Andy Warhol as fashion muse.
Andy Warhol: 15 Minutes Eternal, the largest retrospective featuring about 400 of the late artist’s works, started the final leg of its Asian tour at Tokyo’s Mori Art Museum last month. But the influence of Warhol – who ironically coined the term “15 minutes of fame” – has never waned, even 27 years after his death (he died in 1987 from complications following a gall bladder operation).
In fashion, where he got his start illustrating for publications like Vogue and Harper’s Bazaar, the man holds as much cachet. This season, when the works of ’20s Art Deco artist Erte and Italian conceptual painter Alighiero Boetti are inspiring prints on runway looks (at Gucci and Jil Sander respectively), Warhol continues to be an influential figure.
Coca-Cola, the American beverage that he turned into a pop culture symbol for consumerism (it was a recurring motif in his work), is celebrated in at least three collections.

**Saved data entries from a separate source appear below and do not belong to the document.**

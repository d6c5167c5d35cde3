//! Discord channel sink

use async_trait::async_trait;
use plutipie::{DomainError, MessageRef, MessageSink, TypingGuard};
use serenity::builder::CreateMessage;
use serenity::http::Http;
use serenity::model::id::{ChannelId, MessageId};
use std::sync::Arc;
use tracing::{debug, error};

/// Send primitive bound to one Discord channel
pub struct ChannelSink {
    http: Arc<Http>,
    channel: ChannelId,
}

impl ChannelSink {
    /// Create a sink for a channel
    pub fn new(http: Arc<Http>, channel: ChannelId) -> Self {
        Self { http, channel }
    }

    pub fn channel_id(&self) -> ChannelId {
        self.channel
    }
}

#[async_trait]
impl MessageSink for ChannelSink {
    async fn send(&self, content: &str) -> Result<(), DomainError> {
        debug!(channel_id = %self.channel, content_len = %content.len(), "Sending message to Discord");

        self.channel
            .say(&self.http, content)
            .await
            .inspect_err(|e| error!(error = %e, "Failed to send Discord message"))
            .map_err(DomainError::delivery)?;

        Ok(())
    }

    async fn reply(&self, target: MessageRef, content: &str) -> Result<(), DomainError> {
        debug!(
            channel_id = %self.channel,
            message_id = %target.message_id,
            content_len = %content.len(),
            "Replying to Discord message"
        );

        self.channel
            .send_message(
                &self.http,
                CreateMessage::new()
                    .content(content)
                    .reference_message((self.channel, MessageId::new(target.message_id))),
            )
            .await
            .inspect_err(|e| error!(error = %e, "Failed to send Discord reply"))
            .map_err(DomainError::delivery)?;

        Ok(())
    }

    /// serenity re-sends the indicator every few seconds until stopped
    fn start_typing(&self) -> TypingGuard {
        let typing = self.channel.start_typing(&self.http);
        TypingGuard::new(move || {
            typing.stop();
        })
    }
}
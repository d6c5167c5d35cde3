//! Platform Integration Port
//!
//! Abstract send primitive for messaging platforms such as Discord.
//!
//! Implementations of this trait should live in separate crates
//! (e.g., plutipie-integration-discord).

use async_trait::async_trait;

use crate::domain::entities::MessageRef;
use crate::domain::errors::DomainError;

/// Hard per-message character ceiling of the chat platform
pub const MESSAGE_LIMIT: usize = 2000;

/// Keeps a channel's typing indicator up until dropped
#[must_use = "typing stops as soon as the guard is dropped"]
pub struct TypingGuard {
    stop: Option<Box<dyn FnOnce() + Send>>,
}

impl TypingGuard {
    /// Guard that runs `stop` when dropped
    pub fn new(stop: impl FnOnce() + Send + 'static) -> Self {
        Self {
            stop: Some(Box::new(stop)),
        }
    }

    /// Guard for sinks without a typing indicator
    pub fn noop() -> Self {
        Self { stop: None }
    }
}

impl Drop for TypingGuard {
    fn drop(&mut self) {
        if let Some(stop) = self.stop.take() {
            stop();
        }
    }
}

impl std::fmt::Debug for TypingGuard {
    fn fmt(&self, f: &mut std::fmt::Formatter<'_>) -> std::fmt::Result {
        f.debug_struct("TypingGuard")
            .field("active", &self.stop.is_some())
            .finish()
    }
}

/// Outbound side of a single chat channel
///
/// A sink is bound to one channel; every call posts into that channel.
/// Payloads passed here are already within [`MESSAGE_LIMIT`].
///
/// # Example
///
/// ```rust,ignore
/// use plutipie::ports::MessageSink;
///
/// struct DiscordChannel { /* ... */ }
///
/// #[async_trait]
/// impl MessageSink for DiscordChannel {
///     async fn send(&self, content: &str) -> Result<(), DomainError> {
///         // Post to the channel
///     }
///     // ...
/// }
/// ```
#[async_trait]
pub trait MessageSink: Send + Sync {
    /// Post a plain message to the channel
    async fn send(&self, content: &str) -> Result<(), DomainError>;

    /// Post a message as a reply to `target`
    async fn reply(&self, target: MessageRef, content: &str) -> Result<(), DomainError>;

    /// Show a typing indicator until the returned guard is dropped
    fn start_typing(&self) -> TypingGuard {
        TypingGuard::noop()
    }
}
//! Services
//!
//! The request pipeline: compose a prompt, fetch an answer, deliver it.
//! - prompt: Prompt Composer
//! - answer_fetcher: fail-soft wrapper around a text generator
//! - responder: chunked delivery to a channel sink
//! - router: command / mention classification
//! - gemini: Gemini `generateContent` client

pub mod answer_fetcher;
pub mod gemini;
pub mod prompt;
pub mod responder;
pub mod router;

pub use answer_fetcher::AnswerFetcher;
pub use gemini::{GeminiClient, GenerationError};
pub use prompt::compose;
pub use responder::{deliver, split_chunks};
pub use router::{Dispatch, Router};
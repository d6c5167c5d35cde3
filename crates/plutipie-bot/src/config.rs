//! Configuration management for the PlutiPie bot
//!
//! Secrets come from the environment (optionally seeded from `.env`);
//! everything else comes from CLI flags, which fall back to env vars.

use anyhow::Context;
use plutipie::{Persona, PersonaPreset};
use std::path::Path;
use thiserror::Error;

pub const DISCORD_TOKEN_VAR: &str = "DISCORD_TOKEN";
pub const GEMINI_API_KEY_VAR: &str = "GEMINI_API_KEY";

/// Configuration errors
#[derive(Debug, Error)]
pub enum ConfigError {
    #[error("{0} is not set. Please set DISCORD_TOKEN and GEMINI_API_KEY in your environment or .env file")]
    MissingVar(&'static str),

    #[error("Failed to load persona: {0}")]
    Persona(#[from] plutipie::DomainError),
}

/// Required secrets
#[derive(Clone)]
pub struct Secrets {
    pub discord_token: String,
    pub gemini_api_key: String,
}

impl Secrets {
    /// Read both secrets from the process environment
    pub fn from_env() -> Result<Self, ConfigError> {
        Self::from_lookup(|key| std::env::var(key).ok())
    }

    /// Read both secrets through `lookup`; blank values count as missing
    pub fn from_lookup<F>(lookup: F) -> Result<Self, ConfigError>
    where
        F: Fn(&str) -> Option<String>,
    {
        let require = |key: &'static str| {
            lookup(key)
                .map(|v| v.trim().to_string())
                .filter(|v| !v.is_empty())
                .ok_or(ConfigError::MissingVar(key))
        };

        Ok(Self {
            discord_token: require(DISCORD_TOKEN_VAR)?,
            gemini_api_key: require(GEMINI_API_KEY_VAR)?,
        })
    }
}

impl std::fmt::Debug for Secrets {
    fn fmt(&self, f: &mut std::fmt::Formatter<'_>) -> std::fmt::Result {
        f.debug_struct("Secrets")
            .field("discord_token", &"***")
            .field("gemini_api_key", &"***")
            .finish()
    }
}

/// Seed the process environment from `path`, or from `.env` when present.
///
/// Variables already set in the environment are kept. An explicit file that
/// cannot be read is an error; a missing `.env` is not.
pub fn load_env(path: Option<&Path>) -> anyhow::Result<()> {
    match path {
        Some(path) => dotenvy::from_path(path)
            .with_context(|| format!("Failed to load env file {}", path.display())),
        None => {
            dotenvy::dotenv().ok();
            Ok(())
        }
    }
}

/// Pick the persona: a TOML file wins over the built-in preset
pub fn resolve_persona(
    preset: PersonaPreset,
    file: Option<&Path>,
) -> Result<Persona, ConfigError> {
    match file {
        Some(path) => Ok(Persona::load(path)?),
        None => Ok(preset.persona()),
    }
}

#[cfg(test)]
mod tests {
    use super::*;
    use std::collections::HashMap;
    use std::fs;
    use std::path::PathBuf;

    fn lookup(vars: &[(&str, &str)]) -> impl Fn(&str) -> Option<String> {
        let map: HashMap<String, String> = vars
            .iter()
            .map(|(k, v)| (k.to_string(), v.to_string()))
            .collect();
        move |key: &str| map.get(key).cloned()
    }

    #[test]
    fn test_secrets_loaded() {
        let secrets = Secrets::from_lookup(lookup(&[
            ("DISCORD_TOKEN", " token "),
            ("GEMINI_API_KEY", "key"),
        ]))
        .unwrap();

        assert_eq!(secrets.discord_token, "token");
        assert_eq!(secrets.gemini_api_key, "key");
        let debug = format!("{:?}", secrets);
        assert!(debug.contains("***"));
        assert!(!debug.contains("\"token\""));
    }

    #[test]
    fn test_missing_discord_token() {
        let err = Secrets::from_lookup(lookup(&[("GEMINI_API_KEY", "key")])).unwrap_err();
        assert!(matches!(err, ConfigError::MissingVar("DISCORD_TOKEN")));
        assert!(err.to_string().starts_with("DISCORD_TOKEN is not set"));
    }

    #[test]
    fn test_blank_gemini_key_is_missing() {
        let err = Secrets::from_lookup(lookup(&[
            ("DISCORD_TOKEN", "token"),
            ("GEMINI_API_KEY", "   "),
        ]))
        .unwrap_err();
        assert!(matches!(err, ConfigError::MissingVar("GEMINI_API_KEY")));
    }

    #[test]
    fn test_load_env_file() {
        let path = std::env::temp_dir().join(format!("plutipie-{}.env", std::process::id()));
        fs::write(&path, "PLUTIPIE_TEST_LOG_FILTER=debug\n").unwrap();

        load_env(Some(path.as_path())).unwrap();
        fs::remove_file(&path).ok();

        assert_eq!(
            std::env::var("PLUTIPIE_TEST_LOG_FILTER").as_deref(),
            Ok("debug")
        );
    }

    #[test]
    fn test_load_env_missing_file() {
        let path = PathBuf::from("/nonexistent/plutipie/custom.env");
        let err = load_env(Some(path.as_path())).unwrap_err();
        assert!(err.to_string().contains("custom.env"));
    }

    #[test]
    fn test_resolve_persona_preset() {
        let persona = resolve_persona(PersonaPreset::Community, None).unwrap();
        assert_eq!(persona, Persona::community());
    }

    #[test]
    fn test_resolve_persona_file() {
        let path = std::env::temp_dir().join(format!(
            "plutipie-persona-{}.toml",
            std::process::id()
        ));
        fs::write(
            &path,
            "name = \"Club\"\nsystem_context = \"Be kind.\"\n\n[[command]]\nname = \"ask\"\n",
        )
        .unwrap();

        let persona = resolve_persona(PersonaPreset::Plutus, Some(path.as_path())).unwrap();
        fs::remove_file(&path).ok();

        assert_eq!(persona.name, "Club");
        assert!(persona.command("ask").is_some());
    }

    #[test]
    fn test_resolve_persona_missing_file() {
        let path = PathBuf::from("/nonexistent/plutipie/persona.toml");
        let err = resolve_persona(PersonaPreset::Plutus, Some(path.as_path())).unwrap_err();
        assert!(matches!(err, ConfigError::Persona(_)));
    }
}
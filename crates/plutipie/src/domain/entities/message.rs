//! Message Entity
//!
//! Platform-neutral view of a chat message and the references needed to
//! answer it.

use serde::{Deserialize, Serialize};

/// Reference to a prior message, used as a reply target
#[derive(Debug, Clone, Copy, PartialEq, Eq, Serialize, Deserialize)]
pub struct MessageRef {
    /// Platform-specific message ID
    pub message_id: u64,
}

impl MessageRef {
    pub fn new(message_id: u64) -> Self {
        Self { message_id }
    }
}

/// A message received from the chat platform
#[derive(Debug, Clone, Serialize, Deserialize)]
pub struct IncomingMessage {
    /// Platform-specific message ID
    pub id: u64,
    /// Author's platform-specific ID
    pub author_id: u64,
    /// Whether the author is a bot account
    #[serde(default)]
    pub author_is_bot: bool,
    /// Message content
    pub content: String,
    /// IDs of users mentioned in the message
    #[serde(default)]
    pub mentions: Vec<u64>,
    /// Whether the message pings @everyone / @here
    #[serde(default)]
    pub mention_everyone: bool,
}

impl IncomingMessage {
    /// Create a new message with no mentions
    pub fn new(id: u64, author_id: u64, content: impl Into<String>) -> Self {
        Self {
            id,
            author_id,
            author_is_bot: false,
            content: content.into(),
            mentions: Vec::new(),
            mention_everyone: false,
        }
    }

    /// Add a mentioned user
    pub fn with_mention(mut self, user_id: u64) -> Self {
        self.mentions.push(user_id);
        self
    }

    /// Set the mention-everyone flag
    pub fn with_mention_everyone(mut self, mention_everyone: bool) -> Self {
        self.mention_everyone = mention_everyone;
        self
    }

    /// Mark the author as a bot account
    pub fn from_bot(mut self) -> Self {
        self.author_is_bot = true;
        self
    }

    pub fn mentions_user(&self, user_id: u64) -> bool {
        self.mentions.contains(&user_id)
    }

    /// Reference to this message for replies
    pub fn reply_ref(&self) -> MessageRef {
        MessageRef::new(self.id)
    }
}

/// The bot's own identity on the platform
#[derive(Debug, Clone, Copy, PartialEq, Eq)]
pub struct BotIdentity {
    pub user_id: u64,
}

impl BotIdentity {
    pub fn new(user_id: u64) -> Self {
        Self { user_id }
    }

    /// Mention tags that address this bot (`<@id>` and the nickname form `<@!id>`)
    pub fn mention_tags(&self) -> [String; 2] {
        [
            format!("<@{}>", self.user_id),
            format!("<@!{}>", self.user_id),
        ]
    }

    /// Remove every mention tag of this bot from `content`
    pub fn strip_mentions(&self, content: &str) -> String {
        self.mention_tags()
            .iter()
            .fold(content.to_string(), |acc, tag| acc.replace(tag.as_str(), ""))
    }
}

Shoe designer Charlotte Olympia created heels in the shape of the Coke bottle, while Marc Jacobs and Ashish reproduced its logo on sweatshirts and sequinned tank tops respectively.
“Warhol canonised the icons of his generation, from the Coca-Cola bottle to Marilyn Monroe,” says Jennifer Copley, curator of local Pop Art gallery Collectors Contemporary. Now, his images are so ingrained in popular culture and its collective consciousness, it is Warhol’s artworks that have become iconic. For instance, it is almost impossible to think of Marilyn without thinking of Warhol’s famous portrait of her.”
Equally emulated are his saturated silk-screened portraits of high-profile personalities across industries – Monroe, Mao Zedong, Muhammad Ali, to name a few. In S/S ’91, Versace put his prints of Monroe and James Dean onto evening gowns. Independent designers – licensed or not – are known to do the same on tees (just walk through Bangkok’s Chatuchak Weekend Market for proof).
“Warhol understood the public’s fascination with celebrity, glamour and style. Fashion was a muse for him and, in turn, he and his works have become a muse for fashion," says Copley.
“Warhol canonised icons of his generation, from the Coca-Cola bottle to Marilyn Monroe.”